AWS Certified Security – Specialty (SCS-C02) — Question 285
A security engineer received an Amazon GuardDuty alert indicating a finding involving the Amazon EC2 instance that hosts the company’s primary website. The GuardDuty finding received read:
UnauthorizedAccess:IAMUser/InstanceCredentialExfiltration.
The security engineer confirmed that a malicious actor used API access keys intended for the EC2 instance from a country where the company does not operate. The security engineer needs to deny access to the malicious actor.
What is the first step the security engineer should take?
Answer options
- A. Open the EC2 console and remove any security groups that allow inbound traffic from 0.0.0.0/0.
- B. Install the AWS Systems Manager Agent on the EC2 instance and run an inventory report.
- C. Install the Amazon Inspector agent on the host and run an assessment with the CVE rules package.

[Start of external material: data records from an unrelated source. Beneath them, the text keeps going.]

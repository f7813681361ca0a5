//! Application layer around the scheduler.
//! Loads the collection, applies scheduler operations with one clock reading
//! per command, and saves the result back.

use crate::clock::Clock;
use crate::error::{Error, Result};
use crate::export::json::{export_json_to_path, import_json};
use crate::models::{
    Mastery, Quality, ReviewItem, ReviewSession, ReviewStats, StudySession, classify_mastery,
    items_for_lesson, record_outcome, select_due, select_upcoming,
};
use crate::persistence::ReviewRepository;
use crate::store::BlobStore;
use std::path::Path;

pub struct ReviewApp<S, C> {
    repo: ReviewRepository<S>,
    clock: C,
}

impl<S: BlobStore, C: Clock> ReviewApp<S, C> {
    pub fn new(store: S, clock: C) -> Self {
        Self {
            repo: ReviewRepository::new(store),
            clock,
        }
    }

    pub fn items(&self) -> Vec<ReviewItem> {
        self.repo.load()
    }

    /// Starts tracking a word the learner has just studied.
    pub fn add_word(
        &self,
        vocab_id: &str,
        word: &str,
        meaning: &str,
        lesson_id: &str,
    ) -> Result<ReviewItem> {
        let mut items = self.repo.load();
        if items.iter().any(|item| item.vocab_id == vocab_id) {
            return Err(Error::DuplicateItem(vocab_id.to_string()));
        }

        let item = ReviewItem::new(vocab_id, word, meaning, lesson_id, self.clock.now());
        items.push(item.clone());
        self.repo.save(&items)?;
        tracing::info!(vocab_id, lesson_id, "added review item");
        Ok(item)
    }

    /// Records one answer for `vocab_id` and persists the updated item.
    pub fn review(&self, vocab_id: &str, quality: Quality) -> Result<ReviewItem> {
        let mut items = self.repo.load();
        let slot = items
            .iter_mut()
            .find(|item| item.vocab_id == vocab_id)
            .ok_or_else(|| Error::UnknownItem(vocab_id.to_string()))?;

        let updated = record_outcome(slot, quality, self.clock.now());
        *slot = updated.clone();
        self.repo.save(&items)?;
        tracing::debug!(
            vocab_id,
            quality = quality.value(),
            interval = updated.interval,
            "recorded review outcome"
        );
        Ok(updated)
    }

    pub fn due(&self) -> Vec<ReviewItem> {
        let items = self.repo.load();
        select_due(&items, self.clock.now())
            .into_iter()
            .cloned()
            .collect()
    }

    pub fn upcoming(&self, days: u32) -> Vec<ReviewItem> {
        let items = self.repo.load();
        select_upcoming(&items, self.clock.now(), days)
            .into_iter()
            .cloned()
            .collect()
    }

    pub fn lesson(&self, lesson_id: &str) -> Vec<ReviewItem> {
        let items = self.repo.load();
        items_for_lesson(&items, lesson_id)
            .into_iter()
            .cloned()
            .collect()
    }

    pub fn mastery(&self, vocab_id: &str) -> Result<Mastery> {
        self.repo
            .load()
            .iter()
            .find(|item| item.vocab_id == vocab_id)
            .map(classify_mastery)
            .ok_or_else(|| Error::UnknownItem(vocab_id.to_string()))
    }

    pub fn stats(&self) -> ReviewStats {
        ReviewStats::compute(&self.repo.load(), self.clock.now())
    }

    pub fn sessions(&self) -> Vec<ReviewSession> {
        self.repo.load_sessions()
    }

    /// Runs a study session over the currently due items. `grade` is asked
    /// for each item in turn and returns `None` to stop early. Graded items
    /// are saved and the session is appended to the history when anything
    /// was reviewed.
    pub fn run_session(
        &self,
        mut grade: impl FnMut(&ReviewItem) -> Option<Quality>,
    ) -> Result<ReviewSession> {
        let mut items = self.repo.load();
        let mut session = StudySession::from_due(&items, self.clock.now());

        while let Some(item) = session.current_item() {
            let Some(quality) = grade(item) else {
                break;
            };
            session.grade_current(quality);
        }

        let (studied, summary) = session.finish();
        if summary.items_reviewed == 0 {
            return Ok(summary);
        }

        for updated in studied {
            if let Some(slot) = items.iter_mut().find(|item| item.vocab_id == updated.vocab_id) {
                *slot = updated;
            }
        }
        self.repo.save(&items)?;
        self.repo.append_session(summary.clone())?;
        Ok(summary)
    }

    pub fn export(&self, path: impl AsRef<Path>) -> Result<usize> {
        let items = self.repo.load();
        export_json_to_path(&items, path)?;
        Ok(items.len())
    }

    /// Imports items from a file. Imported items replace tracked items with
    /// the same id; the rest are appended. Returns the number imported.
    pub fn import(&self, path: impl AsRef<Path>) -> Result<usize> {
        let imported = import_json(path)?;
        let count = imported.len();

        let mut items = self.repo.load();
        for item in imported {
            match items.iter_mut().find(|existing| existing.vocab_id == item.vocab_id) {
                Some(existing) => *existing = item,
                None => items.push(item),
            }
        }
        self.repo.save(&items)?;
        Ok(count)
    }
}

- D. Open the IAM console and revoke all IAM sessions that are associated with the instance profile.
Correct answer: D
Explanation
Revoking the active IAM sessions for the instance profile is the most immediate way to invalidate the exfiltrated temporary credentials, preventing the attacker from making further unauthorized API calls. Modifying EC2 security groups only restricts network access to the instance itself but does not stop the attacker from using the stolen credentials from their own machine. Tools like Systems Manager and Amazon Inspector are useful for post-incident analysis and vulnerability assessment but do not mitigate active credential abuse.